The Covid-crisis has led to concern more than the return of ‘nanny states’, with governments across the planet taking unusually stern measures to restrict public mobility and social interaction. In India, judging by current and pending legislations, the nanny state is currently right here.
The term is normally employed in an financial sense to denounce more than-regulation, but primarily implies undue interference by government in the day-to-day lives of citizens. State intervention is needed exactly where public very good trumps person freedom, but it should really have no function to play in the private sphere, especially exactly where marriage and reproductive, well being or dietary options are concerned.
Recent situations of nanny-ish policies include things like these on surrogacy, assisted reproductive technologies (ART), religious conversion (‘love jihad’) and electronic nicotine delivery systems (‘vapes’). Censorship of books and films and social media content and the try (by two successive governments) to ban non-iodised salt are other examples.
Public security
The line amongst freedoms and public security is often crystal clear. The ban on smoking in public, for instance, tends to make sense for the reason that it can have adverse well being effects not just on the person but these about him and is, additionally, a public nuisance and a possible fire hazard. Likewise, the ban on plastic bags is deemed an environmental crucial.
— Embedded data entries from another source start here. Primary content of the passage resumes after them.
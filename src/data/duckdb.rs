//! DuckDB analytical store service
//!
//! Owns the single process-wide connection behind a mutex. Queries run on
//! the blocking pool under a statement timeout; dataset tables are created
//! by ingest and dropped by the registry's GC sweep.

use std::path::Path;
use std::sync::Arc;
use std::time::Duration;

use duckdb::Connection;
use duckdb::types::{TimeUnit, Value as DuckValue};
use parking_lot::{Mutex, MutexGuard};
use serde_json::Value as Json;

use super::error::DataError;
use crate::core::constants::{DEFAULT_QUERY_TIMEOUT_SECS, DUCKDB_DB_FILENAME};
use crate::utils::time::{days_to_iso_date, micros_to_iso};

/// DuckDB store service
///
/// Uses a single shared connection protected by a mutex; DuckDB serializes
/// statement execution internally anyway, and dataset workloads are
/// read-mostly after ingest.
pub struct DuckdbService {
    conn: Mutex<Option<Connection>>,
    query_timeout: Duration,
}

impl Drop for DuckdbService {
    fn drop(&mut self) {
        if let Some(conn) = self.conn.get_mut().take() {
            if let Err((_, e)) = conn.close() {
                tracing::warn!("DuckDB connection close failed during drop: {}", e);
            }
        }
    }
}

impl DuckdbService {
    /// Open (or create) the store file under the given directory
    pub async fn init(duckdb_dir: &Path, query_timeout_secs: u64) -> Result<Self, DataError> {
        let db_path = duckdb_dir.join(DUCKDB_DB_FILENAME);
        let conn = tokio::task::spawn_blocking(move || {
            let conn = Connection::open(&db_path)?;
            conn.execute_batch(
                "SET autoinstall_known_extensions = false;
                 SET autoload_known_extensions = false;
                 PRAGMA enable_checkpoint_on_shutdown;",
            )?;
            Ok::<_, duckdb::Error>(conn)
        })
        .await
        .map_err(|e| DataError::Io(std::io::Error::other(e)))??;

        tracing::debug!(path = %duckdb_dir.join(DUCKDB_DB_FILENAME).display(), "DuckdbService initialized");
        Ok(Self {
            conn: Mutex::new(Some(conn)),
            query_timeout: Duration::from_secs(query_timeout_secs),
        })
    }

    /// In-memory store (tests and ephemeral runs)
    pub fn open_in_memory() -> Result<Self, DataError> {
        let conn = Connection::open_in_memory()?;
        Ok(Self {
            conn: Mutex::new(Some(conn)),
            query_timeout: Duration::from_secs(DEFAULT_QUERY_TIMEOUT_SECS),
        })
    }

    /// Get exclusive access to the connection.
    ///
    /// # Panics
    /// Panics if the connection has been closed via `close()`.
    pub fn conn(&self) -> parking_lot::MappedMutexGuard<'_, Connection> {
        MutexGuard::map(self.conn.lock(), |opt| {
            opt.as_mut()
                .expect("DuckDB connection already closed - do not call conn() after close()")
        })
    }

    /// Run a blocking closure against the connection with the statement timeout.
    ///
    /// The timeout is best-effort: the blocking task is abandoned, not
    /// interrupted, when it fires.
    pub async fn run<T, F>(self: &Arc<Self>, f: F) -> Result<T, DataError>
    where
        T: Send + 'static,
        F: FnOnce(&Connection) -> Result<T, DataError> + Send + 'static,
    {
        let db = Arc::clone(self);
        let timeout = self.query_timeout;
        tokio::time::timeout(timeout, tokio::task::spawn_blocking(move || f(&db.conn())))
            .await
            .map_err(|_| {
                tracing::warn!(timeout_secs = timeout.as_secs(), "DuckDB query timed out");
                DataError::Timeout {
                    timeout_secs: timeout.as_secs(),
                }
            })?
            .map_err(|e| DataError::Io(std::io::Error::other(format!("query task failed: {e}"))))?
    }

    /// Flush WAL to the main database file; no-op when already closed.
    pub async fn checkpoint(self: &Arc<Self>) -> Result<(), DataError> {
        let db = Arc::clone(self);
        tokio::task::spawn_blocking(move || {
            let conn_guard = db.conn.lock();
            if let Some(ref conn) = *conn_guard {
                conn.execute("CHECKPOINT", [])?;
                tracing::debug!("DuckDB checkpoint completed");
            }
            Ok(())
        })
        .await
        .map_err(|e| DataError::Io(std::io::Error::other(e)))?
    }

    /// Close the connection gracefully with a final checkpoint
    pub async fn close(self: Arc<Self>) -> Result<(), DataError> {
        tokio::task::spawn_blocking(move || {
            let mut conn_guard = self.conn.lock();
            if let Some(conn) = conn_guard.take() {
                if let Err(e) = conn.execute("CHECKPOINT", []) {
                    tracing::warn!("CHECKPOINT failed during close: {}", e);
                }
                conn.close().map_err(|(_, e)| DataError::Database(e))?;
                tracing::debug!("DuckDB connection closed");
            }
            Ok(())
        })
        .await
        .map_err(|e| DataError::Io(std::io::Error::other(e)))?
    }

    #[cfg(test)]
    pub fn is_open(&self) -> bool {
        self.conn.lock().is_some()
    }
}

/// Fetch all rows of a prepared query, decoding each cell to JSON.
///
/// The caller supplies the projection width because DuckDB only learns a
/// statement's schema after execution; compiled queries already know their
/// column lists.
pub fn fetch_rows(
    conn: &Connection,
    sql: &str,
    params: &[&dyn duckdb::ToSql],
    column_count: usize,
) -> Result<Vec<Vec<Json>>, DataError> {
    let mut stmt = conn.prepare(sql)?;
    let mut rows = stmt.query(params)?;
    let mut out = Vec::new();
    while let Some(row) = rows.next()? {
        let mut record = Vec::with_capacity(column_count);
        for i in 0..column_count {
            let value: DuckValue = row.get(i)?;
            record.push(value_to_json(value));
        }
        out.push(record);
    }
    Ok(out)
}

/// Decode a DuckDB value into JSON for wire transport.
///
/// Timestamps become RFC 3339 strings, dates become ISO dates; numbers that
/// do not fit JSON (NaN, infinities, oversized HUGEINT) become null or
/// strings rather than panicking.
pub fn value_to_json(value: DuckValue) -> Json {
    match value {
        DuckValue::Null => Json::Null,
        DuckValue::Boolean(b) => Json::Bool(b),
        DuckValue::TinyInt(v) => Json::from(v),
        DuckValue::SmallInt(v) => Json::from(v),
        DuckValue::Int(v) => Json::from(v),
        DuckValue::BigInt(v) => Json::from(v),
        DuckValue::HugeInt(v) => match i64::try_from(v) {
            Ok(v) => Json::from(v),
            Err(_) => Json::String(v.to_string()),
        },
        DuckValue::UTinyInt(v) => Json::from(v),
        DuckValue::USmallInt(v) => Json::from(v),
        DuckValue::UInt(v) => Json::from(v),
        DuckValue::UBigInt(v) => Json::from(v),
        DuckValue::Float(v) => serde_json::Number::from_f64(v as f64)
            .map(Json::Number)
            .unwrap_or(Json::Null),
        DuckValue::Double(v) => serde_json::Number::from_f64(v)
            .map(Json::Number)
            .unwrap_or(Json::Null),
        DuckValue::Decimal(d) => d
            .to_string()
            .parse::<f64>()
            .ok()
            .and_then(serde_json::Number::from_f64)
            .map(Json::Number)
            .unwrap_or_else(|| Json::String(d.to_string())),
        DuckValue::Timestamp(unit, v) => Json::String(micros_to_iso(to_micros(unit, v))),
        DuckValue::Date32(days) => Json::String(days_to_iso_date(days)),
        DuckValue::Time64(unit, v) => Json::String(micros_to_iso(to_micros(unit, v))),
        DuckValue::Text(s) => Json::String(s),
        DuckValue::Blob(b) => Json::String(crate::utils::crypto::encode_hex(&b)),
        DuckValue::Enum(s) => Json::String(s),
        DuckValue::List(items) => Json::Array(items.into_iter().map(value_to_json).collect()),
        other => {
            tracing::debug!(value = ?other, "Unmapped DuckDB value type, returning null");
            Json::Null
        }
    }
}

fn to_micros(unit: TimeUnit, v: i64) -> i64 {
    match unit {
        TimeUnit::Second => v.saturating_mul(1_000_000),
        TimeUnit::Millisecond => v.saturating_mul(1_000),
        TimeUnit::Microsecond => v,
        TimeUnit::Nanosecond => v / 1_000,
    }
}

#[cfg(test)]
mod tests {
    use super::*;

    #[tokio::test]
    async fn run_executes_against_connection() {
        let db = Arc::new(DuckdbService::open_in_memory().unwrap());
        let n: i64 = db
            .run(|conn| Ok(conn.query_row("SELECT 40 + 2", [], |row| row.get(0))?))
            .await
            .unwrap();
        assert_eq!(n, 42);
    }

    #[tokio::test]
    async fn close_is_graceful_and_checkpoint_noop_after() {
        let db = Arc::new(DuckdbService::open_in_memory().unwrap());
        assert!(db.is_open());
        let for_checkpoint = Arc::clone(&db);
        db.close().await.unwrap();
        assert!(for_checkpoint.checkpoint().await.is_ok());
    }

    #[test]
    fn decodes_scalar_values() {
        assert_eq!(value_to_json(DuckValue::BigInt(7)), Json::from(7));
        assert_eq!(value_to_json(DuckValue::Boolean(true)), Json::Bool(true));
        assert_eq!(value_to_json(DuckValue::Null), Json::Null);
        assert_eq!(
            value_to_json(DuckValue::Text("hi".into())),
            Json::String("hi".into())
        );
    }

    #[test]
    fn decodes_nan_as_null() {
        assert_eq!(value_to_json(DuckValue::Double(f64::NAN)), Json::Null);
    }

    #[test]
    fn decodes_timestamp_to_rfc3339() {
        let v = value_to_json(DuckValue::Timestamp(TimeUnit::Microsecond, 0));
        assert_eq!(v, Json::String("1970-01-01T00:00:00.000000Z".into()));
    }

    #[tokio::test]
    async fn fetch_rows_decodes_projection() {
        let db = Arc::new(DuckdbService::open_in_memory().unwrap());
        let rows = db
            .run(|conn| fetch_rows(conn, "SELECT 1, 'a' UNION ALL SELECT 2, 'b' ORDER BY 1", &[], 2))
            .await
            .unwrap();
        assert_eq!(rows.len(), 2);
        assert_eq!(rows[0], vec![Json::from(1), Json::String("a".into())]);
    }
}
On the other hand, the line may possibly often be a bit fuzzy. There’s small doubt that vaccination serves the prevalent very good, for the reason that it reduces the probabilities of ailments spreading across communities, just as wearing a mask provides protection against Covid-19. Vaccines against life-threatening ailments are regarded as ‘compulsory’ and India’s immunisation programme has had considerable accomplishment in controlling or eradicating them.
Yet, the manifest ‘public good’ of vaccination has encountered parental scepticism and a substantial quantity are opting for option medicine rather than government-mandated vaccines, citing the ‘freedom of choice’ argument.
‘Public good’
The common test of any policy that overrides person freedom should really be that of ‘public good’. In current years, we have had a clutch of Bills and laws that do not pass the test. Take, for instance, the Assisted Reproductive Technology (Regulation) Bill, 2020, which limits the eligibility not only of these searching for to take benefit of it, but also that of egg donors. (Peculiarly, an egg donor ought to be married, with at least one particular kid, and can only donate after in her life.)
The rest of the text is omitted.